The final section, `Butter', ostensibly describes her love of the simple life in Italy, but seems to focus more on her sham marriage. This un-love story is the most painful part of the book. She marries her Italian husband on what seems like a whim, despite the fact that she is in a relationship with a woman and he is legitimately in love with her. Huh? Okay, fine, I'll go with that, but then she proceeds to tear him apart with some vicious comments that took my breath away, like,

"In all the years we have spent together ... he has never, incredibly, incomprehensibly, said anything important to me."

Then, why did you marry him? Why did you have kids with him? She continued to take shots that seem unfair and snarky, and I couldn't really sympathize with this mess of a marriage that she got herself into. And what sends her over the edge, the dagger in the heart of this relationship? Her husband says he wants to buy a new iPhone.

The author's relationship with her husband is a balloon with a hole, which slowly deflates with each passing chapter. Yes, she also develops a special bond with her husband's mother and the people of Italy and their food, yet I was more distracted by the marriage spectacle. I had trouble concentrating on the negroni's and the warm barratta cheese, while she ripped her husband to shreds.

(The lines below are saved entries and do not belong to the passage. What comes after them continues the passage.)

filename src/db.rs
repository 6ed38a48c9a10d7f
use sqlx::MySqlPool;

pub async fn init_db(database_url: &str) -> MySqlPool {
    MySqlPool::connect(database_url)
        .await
        .expect("Failed to connect to database")
}
use crate::auth::auth::AuthUser;
use crate::config::Config;
use crate::domain::admission::{self, Attempt};
use crate::domain::error::DomainError;
use crate::domain::geofence::Coordinate;
use crate::model::attendance::AttendanceRecord;
use actix_web::{HttpResponse, Responder, web};
use chrono::{Local, NaiveDate};
use serde::{Deserialize, Serialize};
use sqlx::MySqlPool;
use utoipa::ToSchema;

use super::employee::fetch_employee;
use super::geofence::effective_geofence;

#[derive(Deserialize, ToSchema)]
pub struct CheckInRequest {
    #[schema(example = 28.7042)]
    pub latitude: f64,
    #[schema(example = 77.1026)]
    pub longitude: f64,
    /// Fingerprint of the device making the attempt. Optional until the
    /// employee has an approved device binding.
    pub fingerprint: Option<String>,
    /// Reference to already-uploaded photo evidence.
    pub photo_ref: Option<String>,
    /// Client-side timestamp. Accepted for payload compatibility and
    /// discarded; the server clock governs what is stored.
    pub timestamp: Option<String>,
}

#[derive(Deserialize, ToSchema)]
pub struct CheckOutRequest {
    #[schema(example = 28.7042)]
    pub latitude: f64,
    #[schema(example = 77.1026)]
    pub longitude: f64,
    pub fingerprint: Option<String>,
}

#[derive(Serialize, ToSchema)]
pub struct TodayResponse {
    pub attendance: Option<AttendanceRecord>,
}

fn internal(e: sqlx::Error) -> actix_web::Error {
    tracing::error!(error = %e, "Attendance query failed");
    actix_web::error::ErrorInternalServerError("Internal Server Error")
}

async fn record_for_date(
    pool: &MySqlPool,
    employee_id: u64,
    date: NaiveDate,
) -> Result<Option<AttendanceRecord>, sqlx::Error> {
    sqlx::query_as::<_, AttendanceRecord>(
        r#"
        SELECT id, employee_id, date, check_in, check_in_lat, check_in_lon,
               check_out, check_out_lat, check_out_lon, photo_ref
        FROM attendance_records
        WHERE employee_id = ? AND date = ?
        "#,
    )
    .bind(employee_id)
    .bind(date)
    .fetch_optional(pool)
    .await
}

/// The most recent record with check-in set and check-out still unset. Used
/// when a check-out lands after midnight: the shift settles on the day the
/// check-in row was created.
async fn latest_open_record(
    pool: &MySqlPool,
    employee_id: u64,
) -> Result<Option<AttendanceRecord>, sqlx::Error> {
    sqlx::query_as::<_, AttendanceRecord>(
        r#"
        SELECT id, employee_id, date, check_in, check_in_lat, check_in_lon,
               check_out, check_out_lat, check_out_lon, photo_ref
        FROM attendance_records
        WHERE employee_id = ? AND check_in IS NOT NULL AND check_out IS NULL
        ORDER BY date DESC
        LIMIT 1
        "#,
    )
    .bind(employee_id)
    .fetch_optional(pool)
    .await
}

/// Check-in endpoint
#[utoipa::path(
    post,
    path = "/api/v1/attendance/check-in",
    request_body = CheckInRequest,
    responses(
        (status = 200, description = "Checked in successfully", body = Object, example = json!({
            "message": "Checked in successfully",
            "checked_in_at": "2026-08-24T09:02:11"
        })),
        (status = 400, description = "Invalid coordinate"),
        (status = 401, description = "Unauthorized"),
        (status = 403, description = "Device or location denied", body = Object, example = json!({
            "message": "Location is outside the permitted area"
        })),
        (status = 500, description = "Internal server error")
    ),
    security(
        ("bearer_auth" = [])
    ),
    tag = "Attendance"
)]
pub async fn check_in(
    auth: AuthUser,
    pool: web::Data<MySqlPool>,
    config: web::Data<Config>,
    payload: web::Json<CheckInRequest>,
) -> actix_web::Result<impl Responder> {
    let employee_id: u64 = auth
        .employee_id
        .ok_or_else(|| actix_web::error::ErrorForbidden("No employee profile"))?;

    let point = Coordinate::validated(payload.latitude, payload.longitude)?;
    let employee = fetch_employee(pool.get_ref(), employee_id).await?;
    let fence = effective_geofence(pool.get_ref(), config.get_ref())
        .await
        .map_err(internal)?;

    admission::admit(
        Attempt::CheckIn,
        &employee,
        &fence,
        payload.fingerprint.as_deref(),
        point,
        config.geofence_on_check_in,
        None,
    )?;

    // Server clock governs both the date key and the stored timestamp.
    let now = Local::now().naive_local();

    // The unique key on (employee_id, date) settles concurrent attempts:
    // one insert wins, the rest become the overwrite.
    sqlx::query(
        r#"
        INSERT INTO attendance_records
            (employee_id, date, check_in, check_in_lat, check_in_lon, photo_ref)
        VALUES (?, ?, ?, ?, ?, ?)
        ON DUPLICATE KEY UPDATE
            check_in = VALUES(check_in),
            check_in_lat = VALUES(check_in_lat),
            check_in_lon = VALUES(check_in_lon),
            photo_ref = VALUES(photo_ref)
        "#,
    )
    .bind(employee_id)
    .bind(now.date())
    .bind(now)
    .bind(point.latitude)
    .bind(point.longitude)
    .bind(&payload.photo_ref)
    .execute(pool.get_ref())
    .await
    .map_err(internal)?;

    tracing::info!(employee_id, "Check-in recorded");

    Ok(HttpResponse::Ok().json(serde_json::json!({
        "message": "Checked in successfully",
        "checked_in_at": now
    })))
}

/// Check-out endpoint
#[utoipa::path(
    put,
    path = "/api/v1/attendance/check-out",
    request_body = CheckOutRequest,
    responses(
        (status = 200, description = "Checked out successfully", body = Object, example = json!({
            "message": "Checked out successfully",
            "checked_out_at": "2026-08-24T17:31:40"
        })),
        (status = 400, description = "No check-in or already checked out", body = Object, example = json!({
            "message": "No check-in recorded for this day"
        })),
        (status = 401, description = "Unauthorized"),
        (status = 403, description = "Device or location denied"),
        (status = 500, description = "Internal server error")
    ),
    security(
        ("bearer_auth" = [])
    ),
    tag = "Attendance"
)]
pub async fn check_out(
    auth: AuthUser,
    pool: web::Data<MySqlPool>,
    config: web::Data<Config>,
    payload: web::Json<CheckOutRequest>,
) -> actix_web::Result<impl Responder> {
    let employee_id: u64 = auth
        .employee_id
        .ok_or_else(|| actix_web::error::ErrorForbidden("No employee profile"))?;

    let point = Coordinate::validated(payload.latitude, payload.longitude)?;
    let employee = fetch_employee(pool.get_ref(), employee_id).await?;
    let fence = effective_geofence(pool.get_ref(), config.get_ref())
        .await
        .map_err(internal)?;

    let today = Local::now().date_naive();
    let record = match record_for_date(pool.get_ref(), employee_id, today)
        .await
        .map_err(internal)?
    {
        Some(rec) => Some(rec),
        None => latest_open_record(pool.get_ref(), employee_id)
            .await
            .map_err(internal)?,
    };

    admission::admit(
        Attempt::CheckOut,
        &employee,
        &fence,
        payload.fingerprint.as_deref(),
        point,
        config.geofence_on_check_out,
        record.as_ref(),
    )?;

    let record = match record {
        Some(rec) => rec,
        None => return Err(DomainError::NoCheckIn.into()),
    };

    let now = Local::now().naive_local();

    let result = sqlx::query(
        r#"
        UPDATE attendance_records
        SET check_out = ?, check_out_lat = ?, check_out_lon = ?
        WHERE id = ? AND check_out IS NULL
        "#,
    )
    .bind(now)
    .bind(point.latitude)
    .bind(point.longitude)
    .bind(record.id)
    .execute(pool.get_ref())
    .await
    .map_err(internal)?;

    if result.rows_affected() == 0 {
        // lost the race to a concurrent check-out on the same row
        return Err(DomainError::AlreadyCheckedOut.into());
    }

    tracing::info!(employee_id, "Check-out recorded");

    Ok(HttpResponse::Ok().json(serde_json::json!({
        "message": "Checked out successfully",
        "checked_out_at": now
    })))
}

/// Today's attendance record for the calling employee
#[utoipa::path(
    get,
    path = "/api/v1/attendance/today",
    responses(
        (status = 200, description = "Today's record, or null if none", body = TodayResponse),
        (status = 401, description = "Unauthorized"),
        (status = 403, description = "Forbidden"),
        (status = 500, description = "Internal server error")
    ),
    security(
        ("bearer_auth" = [])
    ),
    tag = "Attendance"
)]
pub async fn today(
    auth: AuthUser,
    pool: web::Data<MySqlPool>,
) -> actix_web::Result<impl Responder> {
    let employee_id: u64 = auth
        .employee_id
        .ok_or_else(|| actix_web::error::ErrorForbidden("No employee profile"))?;

    let record = record_for_date(pool.get_ref(), employee_id, Local::now().date_naive())
        .await
        .map_err(internal)?;

    Ok(HttpResponse::Ok().json(TodayResponse { attendance: record }))
}
use crate::{
    auth::{
        jwt::{generate_access_token, generate_refresh_token, verify_token},
        password::{hash_password, verify_password},
    },
    config::Config,
    model::role::Role,
    models::{LoginReq, RegisterReq, TokenType, UserRow},
    utils::{code_cache, code_filter},
};
use actix_web::{HttpRequest, HttpResponse, Responder, web};
use serde::{Deserialize, Serialize};
use serde_json::json;
use sqlx::MySqlPool;
use tracing::{debug, error, info, instrument};

fn bearer_token(req: &HttpRequest) -> Option<&str> {
    req.headers()
        .get("Authorization")?
        .to_str()
        .ok()?
        .strip_prefix("Bearer ")
}

fn is_duplicate_key(e: &sqlx::Error) -> bool {
    matches!(e, sqlx::Error::Database(db_err) if db_err.code().as_deref() == Some("23000"))
}

/// true  => employee code AVAILABLE
/// false => employee code TAKEN
pub async fn is_code_available(code: &str, pool: &MySqlPool) -> bool {
    // 1. Cuckoo filter — fast negative: if the filter has never seen the
    //    code it is definitely free.
    if !code_filter::might_exist(code) {
        return true;
    }

    // 2. Moka cache — fast positive
    if code_cache::is_taken(code).await {
        return false;
    }

    // 3. Database fallback
    let exists = sqlx::query_scalar::<_, bool>(
        "SELECT EXISTS(SELECT 1 FROM employees WHERE employee_code = ? LIMIT 1)",
    )
    .bind(code_filter::normalize(code))
    .fetch_one(pool)
    .await
    .unwrap_or(true); // fail-safe

    !exists
}

struct EmployeeProfile {
    code: String,
    name: String,
    email: String,
}

/// Creates the employee profile (when given) and the user account in one
/// transaction, then keeps the filter and cache populated.
async fn insert_account(
    username: &str,
    password: &str,
    role_id: u8,
    profile: Option<&EmployeeProfile>,
    pool: &MySqlPool,
) -> Result<(), HttpResponse> {
    let hashed = hash_password(password).map_err(|e| {
        error!(error = %e, "Password hashing failed");
        HttpResponse::InternalServerError().json(json!({"error": "Failed to register user"}))
    })?;

    let mut tx = pool.begin().await.map_err(|e| {
        error!(error = %e, "Failed to open transaction");
        HttpResponse::InternalServerError().json(json!({"error": "Failed to register user"}))
    })?;

    let employee_id = match profile {
        Some(p) => {
            let result =
                sqlx::query("INSERT INTO employees (employee_code, name, email) VALUES (?, ?, ?)")
                    .bind(&p.code)
                    .bind(&p.name)
                    .bind(&p.email)
                    .execute(&mut *tx)
                    .await;

            match result {
                Ok(r) => Some(r.last_insert_id()),
                Err(e) if is_duplicate_key(&e) => {
                    return Err(HttpResponse::Conflict().json(json!({
                        "error": "Employee code already exists"
                    })));
                }
                Err(e) => {
                    error!(error = %e, "Failed to create employee profile");
                    return Err(HttpResponse::InternalServerError()
                        .json(json!({"error": "Failed to register user"})));
                }
            }
        }
        None => None,
    };

    let result =
        sqlx::query("INSERT INTO users (username, password, role_id, employee_id) VALUES (?, ?, ?, ?)")
            .bind(username)
            .bind(&hashed)
            .bind(role_id)
            .bind(employee_id)
            .execute(&mut *tx)
            .await;

    match result {
        Ok(_) => {}
        Err(e) if is_duplicate_key(&e) => {
            return Err(HttpResponse::Conflict().json(json!({
                "error": "Username already exists"
            })));
        }
        Err(e) => {
            error!(error = %e, "Failed to create user");
            return Err(HttpResponse::InternalServerError()
                .json(json!({"error": "Failed to register user"})));
        }
    }

    tx.commit().await.map_err(|e| {
        error!(error = %e, "Failed to commit registration");
        HttpResponse::InternalServerError().json(json!({"error": "Failed to register user"}))
    })?;

    if let Some(p) = profile {
        code_filter::insert(&p.code);
        code_cache::mark_taken(&p.code).await;
    }

    Ok(())
}

/// Registration handler. Employee accounts carry a profile; admin and HR
/// accounts are bare users.
pub async fn register(user: web::Json<RegisterReq>, pool: web::Data<MySqlPool>) -> impl Responder {
    let username = user.username.trim();
    let password = &user.password;

    if username.is_empty() || password.is_empty() {
        return HttpResponse::BadRequest().json(json!({
            "error": "Username and password must not be empty"
        }));
    }

    let role = match Role::from_id(user.role_id) {
        Some(r) => r,
        None => {
            return HttpResponse::BadRequest().json(json!({
                "error": "Unknown role"
            }));
        }
    };

    let profile = if role == Role::Employee {
        let (code, name, email) = match (
            user.employee_code.as_deref().map(str::trim),
            user.name.as_deref().map(str::trim),
            user.email.as_deref().map(str::trim),
        ) {
            (Some(c), Some(n), Some(e)) if !c.is_empty() && !n.is_empty() && !e.is_empty() => {
                (c, n, e)
            }
            _ => {
                return HttpResponse::BadRequest().json(json!({
                    "error": "employee_code, name and email are required for employee accounts"
                }));
            }
        };

        if !is_code_available(code, pool.get_ref()).await {
            return HttpResponse::Conflict().json(json!({
                "error": "Employee code already taken"
            }));
        }

        Some(EmployeeProfile {
            code: code_filter::normalize(code),
            name: name.to_string(),
            email: email.to_string(),
        })
    } else {
        None
    };

    match insert_account(username, password, user.role_id, profile.as_ref(), pool.get_ref()).await {
        Ok(_) => HttpResponse::Created().json(json!({
            "message": "Registered successfully"
        })),
        Err(err_resp) => err_resp,
    }
}

#[derive(Serialize, Deserialize)]
struct LoginResponse {
    access_token: String,
    refresh_token: String,
}

#[instrument(
    name = "auth_login",
    skip(pool, config, user),
    fields(username = %user.username)
)]
pub async fn login(
    user: web::Json<LoginReq>,
    pool: web::Data<MySqlPool>,
    config: web::Data<Config>,
) -> impl Responder {
    info!("Login request received");

    if user.username.trim().is_empty() || user.password.is_empty() {
        info!("Validation failed: empty username or password");
        return HttpResponse::BadRequest().body("Username or password required");
    }

    debug!("Fetching user from database");

    let db_user = match sqlx::query_as::<_, UserRow>(
        r#"
        SELECT id, username, password, role_id, employee_id
        FROM users
        WHERE username = ?
        "#,
    )
    .bind(&user.username)
    .fetch_optional(pool.get_ref())
    .await
    {
        Ok(Some(u)) => {
            debug!(user_id = u.id, "User found");
            u
        }
        Ok(None) => {
            info!("Invalid credentials: user not found");
            return HttpResponse::Unauthorized().body("Invalid credentials");
        }
        Err(e) => {
            error!(error = %e, "Database error while fetching user");
            return HttpResponse::InternalServerError().finish();
        }
    };

    if let Err(e) = verify_password(&user.password, &db_user.password) {
        info!(error = %e, "Invalid credentials: password mismatch");
        return HttpResponse::Unauthorized().body("Invalid credentials");
    }

    debug!("Password verified, issuing tokens");

    let access_token = match generate_access_token(
        db_user.id,
        db_user.username.clone(),
        db_user.role_id,
        db_user.employee_id,
        &config.jwt_secret,
        config.access_token_ttl,
    ) {
        Ok(t) => t,
        Err(e) => {
            error!(error = %e, "Failed to sign access token");
            return HttpResponse::InternalServerError().finish();
        }
    };

    let (refresh_token, refresh_claims) = match generate_refresh_token(
        db_user.id,
        db_user.username.clone(),
        db_user.role_id,
        db_user.employee_id,
        &config.jwt_secret,
        config.refresh_token_ttl,
    ) {
        Ok(t) => t,
        Err(e) => {
            error!(error = %e, "Failed to sign refresh token");
            return HttpResponse::InternalServerError().finish();
        }
    };

    debug!(
        user_id = db_user.id,
        jti = %refresh_claims.jti,
        "Storing refresh token"
    );

    if let Err(e) = sqlx::query(
        r#"
        INSERT INTO refresh_tokens (user_id, jti, expires_at)
        VALUES (?, ?, FROM_UNIXTIME(?))
        "#,
    )
    .bind(db_user.id)
    .bind(&refresh_claims.jti)
    .bind(refresh_claims.exp as i64)
    .execute(pool.get_ref())
    .await
    {
        error!(error = %e, "Failed to store refresh token");
        return HttpResponse::InternalServerError().finish();
    }

    // non-fatal
    if let Err(e) = sqlx::query("UPDATE users SET last_login_at = NOW() WHERE id = ?")
        .bind(db_user.id)
        .execute(pool.get_ref())
        .await
    {
        error!(error = %e, "Failed to update last_login_at");
    }

    info!("Login successful");

    HttpResponse::Ok().json(LoginResponse {
        access_token,
        refresh_token,
    })
}

pub async fn refresh_token(
    req: HttpRequest,
    pool: web::Data<MySqlPool>,
    config: web::Data<Config>,
) -> impl Responder {
    let token = match bearer_token(&req) {
        Some(t) => t,
        None => return HttpResponse::Unauthorized().body("No token"),
    };

    let claims = match verify_token(token, &config.jwt_secret) {
        Ok(c) if c.token_type == TokenType::Refresh => c,
        _ => return HttpResponse::Unauthorized().finish(),
    };

    let record = match sqlx::query_as::<_, (u64, u64, bool)>(
        "SELECT id, user_id, revoked FROM refresh_tokens WHERE jti = ?",
    )
    .bind(&claims.jti)
    .fetch_optional(pool.get_ref())
    .await
    {
        Ok(Some((id, user_id, false))) => (id, user_id),
        Ok(_) => return HttpResponse::Unauthorized().finish(),
        Err(e) => {
            error!(error = %e, "Failed to look up refresh token");
            return HttpResponse::InternalServerError().finish();
        }
    };

    // rotate: revoke the old token before issuing a new one
    if let Err(e) = sqlx::query("UPDATE refresh_tokens SET revoked = TRUE WHERE id = ?")
        .bind(record.0)
        .execute(pool.get_ref())
        .await
    {
        error!(error = %e, "Failed to revoke refresh token");
        return HttpResponse::InternalServerError().finish();
    }

    let issued = generate_refresh_token(
        claims.user_id,
        claims.sub.clone(),
        claims.role,
        claims.employee_id,
        &config.jwt_secret,
        config.refresh_token_ttl,
    )
    .and_then(|(new_refresh, new_claims)| {
        generate_access_token(
            claims.user_id,
            claims.sub.clone(),
            claims.role,
            claims.employee_id,
            &config.jwt_secret,
            config.access_token_ttl,
        )
        .map(|access| (new_refresh, new_claims, access))
    });

    let (new_refresh_token, new_claims, access_token) = match issued {
        Ok(t) => t,
        Err(e) => {
            error!(error = %e, "Failed to sign tokens");
            return HttpResponse::InternalServerError().finish();
        }
    };

    if let Err(e) = sqlx::query(
        r#"
        INSERT INTO refresh_tokens (user_id, jti, expires_at)
        VALUES (?, ?, FROM_UNIXTIME(?))
        "#,
    )
    .bind(record.1)
    .bind(&new_claims.jti)
    .bind(new_claims.exp as i64)
    .execute(pool.get_ref())
    .await
    {
        error!(error = %e, "Failed to store rotated refresh token");
        return HttpResponse::InternalServerError().finish();
    }

    HttpResponse::Ok().json(json!({
        "access_token": access_token,
        "refresh_token": new_refresh_token
    }))
}

pub async fn logout(
    req: HttpRequest,
    pool: web::Data<MySqlPool>,
    config: web::Data<Config>,
) -> impl Responder {
    let token = match bearer_token(&req) {
        Some(t) => t,
        None => return HttpResponse::NoContent().finish(),
    };

    let claims = match verify_token(token, &config.jwt_secret) {
        Ok(c) if c.token_type == TokenType::Refresh => c,
        _ => return HttpResponse::NoContent().finish(),
    };

    // revoke is idempotent; success even if the token never existed
    let _ = sqlx::query("UPDATE refresh_tokens SET revoked = 1 WHERE jti = ?")
        .bind(&claims.jti)
        .execute(pool.get_ref())
        .await;

    HttpResponse::NoContent().finish()
}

BB&B has some compelling stories that are beautifully told, but the narrative lacks cohesion. While she starts the book `in scene', she seems to devolve into her own head, which is maddening and one of the first lessons that I ever learned about writing effectively (rumination is not interesting). My wild, unsubstantiated guess would be that the first portion of the book was written while the author was getting her MFA (heavily work-shopped) and was the basis for the book contract. Then, she had to write the rest of the book, while running a restaurant, taking care of two kids and dealing with a failing marriage. I'm not sure if that's what happened, but I wouldn't be surprised given how the book degrades with each passing chapter. Too bad, because the first few chapters were really promising.